> [ABOUT THIS EXERCISE]: Among the lines below, restate word for word only those from the line with "let program = parser.parse_program();" through the line with "fn ident(name: &str)", with both end lines kept.

[Stored dataset items]
#[cfg(test)]
mod tests {
    use super::*;
    use crate::lexer::Lexer;

    fn parse(source: &str) -> (Vec<AstKind>, Parser) {
        let tokens = Lexer::new(source).unwrap().tokenize();
        let mut parser = Parser::new(tokens, source);
        let program = parser.parse_program();
        (program, parser)
    }

    fn parse_ok(source: &str) -> Vec<AstKind> {
        let (program, parser) = parse(source);
        assert!(
            parser.diagnostics().is_empty(),
            "unexpected diagnostics: {:?}",
            parser.diagnostics()
        );
        program
    }

    fn literal(value: &str) -> Box<AstKind> {
        Box::new(AstKind::Literal {
            value: value.to_string(),
            raw: value.to_string(),
        })
    }

    fn ident(name: &str) -> Box<AstKind> {
        Box::new(AstKind::Identifier {
            name: name.to_string(),
        })
    }

    #[test]
    fn test_variable_declaration() {
        let program = parse_ok("l b = 12");
        assert_eq!(
            program,
            vec![AstKind::VariableDecl {
                name: "b".to_string(),
                initializer: Some(literal("12")),
            }]
        );
    }

    #[test]
    fn test_declaration_without_initializer() {
        let program = parse_ok("l b;");
        assert_eq!(
            program,
            vec![AstKind::VariableDecl {
                name: "b".to_string(),
                initializer: None,
            }]
        );
    }

    #[test]
    fn test_binary_subtraction() {
        let program = parse_ok("l b = 12-2");
        assert_eq!(
            program,
            vec![AstKind::VariableDecl {
                name: "b".to_string(),
                initializer: Some(Box::new(AstKind::BinaryExpression {
                    left: literal("12"),
                    operator: "-".to_string(),
                    right: literal("2"),
                })),
            }]
        );
    }

    #[test]
    fn test_operators_fold_left_without_precedence() {
        let program = parse_ok("a + b * c");
        assert_eq!(
            program,
            vec![AstKind::BinaryExpression {
                left: Box::new(AstKind::BinaryExpression {
                    left: ident("a"),
                    operator: "+".to_string(),
                    right: ident("b"),
                }),
                operator: "*".to_string(),
                right: ident("c"),
            }]
        );
    }

    #[test]
    fn test_if_else_shape() {
        let program = parse_ok("if (a > 1) { return a } else { return 1 }");
        match &program[0] {
            AstKind::IfElse {
                test,
                consequent,
                alternate,
            } => {
                assert!(matches!(**test, AstKind::ParenWrapper { .. }));
                assert!(matches!(**consequent, AstKind::Block { ref body } if body.len() == 1));
                assert!(matches!(alternate.as_deref(), Some(AstKind::Block { .. })));
            }
            other => panic!("Expected IfElse, got {:?}", other),
        }
    }

    #[test]
    fn test_else_if_chain_across_lines() {
        let program = parse_ok("if (a) {\n  b()\n}\nelse if (c) {\n}\nelse {\n}\nd");
        assert_eq!(program.len(), 2);
        match &program[0] {
            AstKind::IfElse { alternate, .. } => match alternate.as_deref() {
                Some(AstKind::IfElse { alternate, .. }) => {
                    assert!(matches!(alternate.as_deref(), Some(AstKind::Block { .. })));
                }
                other => panic!("Expected else-if, got {:?}", other),
            },
            other => panic!("Expected IfElse, got {:?}", other),
        }
        assert_eq!(program[1], *ident("d"));
    }

    #[test]
    fn test_function_declaration() {
        let program = parse_ok("f add(a, b) {\n  return a + b\n}");
        match &program[0] {
            AstKind::FunctionDecl { name, params, body } => {
                assert_eq!(name.as_deref(), Some("add"));
                assert_eq!(params, &vec!["a".to_string(), "b".to_string()]);
                assert!(matches!(**body, AstKind::Block { ref body } if body.len() == 1));
            }
            other => panic!("Expected FunctionDecl, got {:?}", other),
        }
    }

    #[test]
    fn test_anonymous_function_expression() {
        let program = parse_ok("l add = f(a) { return a }");
        match &program[0] {
            AstKind::VariableDecl {
                initializer: Some(init),
                ..
            } => assert!(matches!(**init, AstKind::FunctionDecl { name: None, .. })),
            other => panic!("Expected VariableDecl, got {:?}", other),
        }
    }

    #[test]
    fn test_unclosed_parameter_list_reports_once() {
        let (_, parser) = parse("f foo(");
        assert_eq!(parser.diagnostics().len(), 1);
        assert!(parser.diagnostics()[0].message.contains("')'"));
    }

    #[test]
    fn test_for_loop() {
        let program = parse_ok("for (l i = 0; i < 10; i++) { continue }");
        match &program[0] {
            AstKind::Loop {
                init,
                test,
                update,
                ..
            } => {
                assert!(matches!(init.as_deref(), Some(AstKind::VariableDecl { .. })));
                assert!(matches!(test.as_deref(), Some(AstKind::BinaryExpression { .. })));
                assert!(matches!(
                    update.as_deref(),
                    Some(AstKind::IncDec { prefix: false, .. })
                ));
            }
            other => panic!("Expected Loop, got {:?}", other),
        }
    }

    #[test]
    fn test_while_loop() {
        let program = parse_ok("while (x) {\n  x--\n  break\n}");
        assert!(matches!(
            &program[0],
            AstKind::Loop { init: None, update: None, test: Some(_), .. }
        ));
    }

    #[test]
    fn test_call_index_and_array() {
        let program = parse_ok("print(grid[1][j], [1, 'two',\n 3], console.log)");
        match &program[0] {
            AstKind::CallExpression { name, args } => {
                assert_eq!(name, "print");
                assert_eq!(args.len(), 3);
                assert!(matches!(&args[0], AstKind::ArrayIndex { index, .. } if index.len() == 2));
                assert!(matches!(&args[1], AstKind::ArrayLiteral { elements } if elements.len() == 3));
                assert_eq!(args[2], *ident("console.log"));
            }
            other => panic!("Expected CallExpression, got {:?}", other),
        }
    }

    #[test]
    fn test_unary_and_prefix() {
        let program = parse_ok("!done\n-x\n++count");
        assert!(matches!(&program[0], AstKind::UnaryExpression { operator, .. } if operator == "!"));
        assert!(matches!(&program[1], AstKind::UnaryExpression { operator, .. } if operator == "-"));
        assert!(matches!(&program[2], AstKind::IncDec { prefix: true, .. }));
    }

    #[test]
    fn test_alias_applies_after_definition_only() {
        let program = parse_ok("myvar\ndef myvar -> x\nmyvar");
        assert_eq!(program[0], *ident("myvar"));
        assert!(matches!(&program[1], AstKind::DefineAlias { name, value } if name == "myvar" && value == "x"));
        assert_eq!(program[2], *ident("x"));
        assert_eq!(parse_ok("def myvar -> x\nl y = myvar")[1], parse_ok("l y = x")[0]);
    }

    #[test]
    fn test_alias_to_keyword_dispatches_as_keyword() {
        let program = parse_ok("def let -> l\nlet a = 1");
        assert!(matches!(&program[1], AstKind::VariableDecl { name, .. } if name == "a"));
    }

    #[test]
    fn test_break_followed_by_token_is_diagnosed() {
        let (_, parser) = parse("while (a) { break 1 }");
        assert_eq!(parser.diagnostics().len(), 1);
        assert!(parser.diagnostics()[0].message.contains("after 'break'"));
    }

    #[test]
    fn test_missing_identifier_after_l() {
        let (_, parser) = parse("l = 5\nl ok = 1");
        assert_eq!(parser.diagnostics().len(), 1);
        let diagnostic = &parser.diagnostics()[0];
        assert_eq!((diagnostic.line, diagnostic.col), (1, 3));
        assert_eq!(diagnostic.source_line, "l = 5");
        assert_eq!(parser.variables().lookup("ok").map(|v| v.kind), Some(ValueKind::Number));
    }

    #[test]
    fn test_errors_on_separate_lines_all_reported() {
        let (program, parser) = parse("l a = \n)\nl b = 2\nx = ()");
        assert_eq!(parser.diagnostics().len(), 3);
        assert!(program.iter().any(|node| matches!(node, AstKind::VariableDecl { name, .. } if name == "b")));
    }

    #[test]
    fn test_bad_statement_inside_block_recovers_to_closer() {
        let (program, parser) = parse("if (a) { l = 1 }\nl b = 2");
        assert_eq!(parser.diagnostics().len(), 1);
        assert_eq!(program.len(), 2);
    }

    #[test]
    fn test_unmatched_brace() {
        let (_, parser) = parse("while (a) {\n b()\n");
        assert_eq!(parser.diagnostics().len(), 1);
        assert!(parser.diagnostics()[0].message.contains("Unmatched '{'"));
        assert_eq!(parser.diagnostics()[0].line, 1);
    }

    #[test]
    fn test_empty_parens() {
        let (_, parser) = parse("if () { }");
        assert_eq!(parser.diagnostics().len(), 1);
        assert_eq!(parser.diagnostics()[0].message, "Empty parenthesized expression");
    }

    #[test]
    fn test_unterminated_string_is_unexpected() {
        let (_, parser) = parse("l a = 'oops");
        assert_eq!(parser.diagnostics().len(), 1);
        assert!(parser.diagnostics()[0].message.contains("unterminated string literal"));
    }

    #[test]
    fn test_kind_propagates_from_declared_identifier() {
        let (_, parser) = parse_checked("l a = 'hi'\nl b = a\nl c = [1]\nl d = b + 1");
        let variables = parser.variables();
        assert_eq!(variables.lookup("b").map(|v| v.kind), Some(ValueKind::String));
        assert_eq!(variables.lookup("b").map(|v| v.declaration_index), Some(1));
        assert_eq!(variables.lookup("c").map(|v| v.kind), Some(ValueKind::Array));
        assert_eq!(variables.lookup("d").map(|v| v.kind), Some(ValueKind::String));
    }

    fn parse_checked(source: &str) -> (Vec<AstKind>, Parser) {
        let (program, parser) = parse(source);
        assert!(parser.diagnostics().is_empty());
        (program, parser)
    }

    #[test]
    fn test_pathological_input_terminates() {
        for source in ["((((((", "]]]]", "{{{{", "f f f f", "l l l", "def def", "for (;;", "a[", "'"] {
            let (_, parser) = parse(source);
            assert!(!parser.diagnostics().is_empty(), "{} should be rejected", source);
        }
    }

    #[test]
    fn test_operator_on_next_line_inside_parens() {
        let program = parse_ok("l a = (1\n+ 2)");
        assert_eq!(
            program,
            vec![AstKind::VariableDecl {
                name: "a".to_string(),
                initializer: Some(Box::new(AstKind::ParenWrapper {
                    inner: Box::new(AstKind::BinaryExpression {
                        left: literal("1"),
                        operator: "+".to_string(),
                        right: literal("2"),
                    }),
                })),
            }]
        );
    }

    #[test]
    fn test_operator_on_next_line_inside_arguments_and_index() {
        let program = parse_ok("foo(a\n+ b)\nxs[i\n+ 1]");
        assert_eq!(program.len(), 2);
        match &program[0] {
            AstKind::CallExpression { name, args } => {
                assert_eq!(name, "foo");
                assert!(matches!(args.as_slice(), [AstKind::BinaryExpression { .. }]));
            }
            other => panic!("expected call, got {:?}", other),
        }
        match &program[1] {
            AstKind::ArrayIndex { name, index } => {
                assert_eq!(name, "xs");
                assert!(matches!(index.as_slice(), [AstKind::BinaryExpression { .. }]));
            }
            other => panic!("expected index, got {:?}", other),
        }
    }

    #[test]
    fn test_for_header_split_across_lines() {
        let program = parse_ok("for (\nl i = 0;\ni < 3;\ni++\n) { }");
        match &program[0] {
            AstKind::Loop { init, test, update, .. } => {
                assert!(init.is_some());
                assert!(matches!(test.as_deref(), Some(AstKind::BinaryExpression { .. })));
                assert!(matches!(update.as_deref(), Some(AstKind::IncDec { prefix: false, .. })));
            }
            other => panic!("expected loop, got {:?}", other),
        }
    }

    #[test]
    fn test_block_inside_arguments_keeps_line_terminators() {
        let program = parse_ok("foo(f() {\nl a = 1\nl b = 2\n})\nl c = 3");
        assert_eq!(program.len(), 2);
        match &program[0] {
            AstKind::CallExpression { args, .. } => match args.as_slice() {
                [AstKind::FunctionDecl { body, .. }] => {
                    assert!(matches!(&**body, AstKind::Block { body } if body.len() == 2));
                }
                other => panic!("expected one function argument, got {:?}", other),
            },
            other => panic!("expected call, got {:?}", other),
        }
    }

    #[test]
    fn test_new_expression() {
        let program = parse_ok("l a = new Foo(1)\nl b = new ns.Bar");
        assert_eq!(
            program[0],
            AstKind::VariableDecl {
                name: "a".to_string(),
                initializer: Some(Box::new(AstKind::NewExpression {
                    callee: Box::new(AstKind::CallExpression {
                        name: "Foo".to_string(),
                        args: vec![*literal("1")],
                    }),
                })),
            }
        );
        assert_eq!(
            program[1],
            AstKind::VariableDecl {
                name: "b".to_string(),
                initializer: Some(Box::new(AstKind::NewExpression {
                    callee: ident("ns.Bar"),
                })),
            }
        );
    }

    #[test]
    fn test_new_without_constructor() {
        let (_, parser) = parse("l a = new 5");
        assert_eq!(parser.diagnostics().len(), 1);
        assert_eq!(
            parser.diagnostics()[0].message,
            "Expected constructor name after 'new', found token '5'"
        );
    }

    #[test]
    fn test_this_member_path() {
        let program = parse_ok("l a = this.x\nthis.y = a");
        assert_eq!(
            program[0],
            AstKind::VariableDecl {
                name: "a".to_string(),
                initializer: Some(ident("this.x")),
            }
        );
        assert_eq!(
            program[1],
            AstKind::BinaryExpression {
                left: ident("this.y"),
                operator: "=".to_string(),
                right: ident("a"),
            }
        );
    }
}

> [ANSWER SPACE]:
        let program = parser.parse_program();
        (program, parser)
    }

    fn parse_ok(source: &str) -> Vec<AstKind> {
        let (program, parser) = parse(source);
        assert!(
            parser.diagnostics().is_empty(),
            "unexpected diagnostics: {:?}",
            parser.diagnostics()
        );
        program
    }

    fn literal(value: &str) -> Box<AstKind> {
        Box::new(AstKind::Literal {
            value: value.to_string(),
            raw: value.to_string(),
        })
    }

    fn ident(name: &str) -> Box<AstKind> {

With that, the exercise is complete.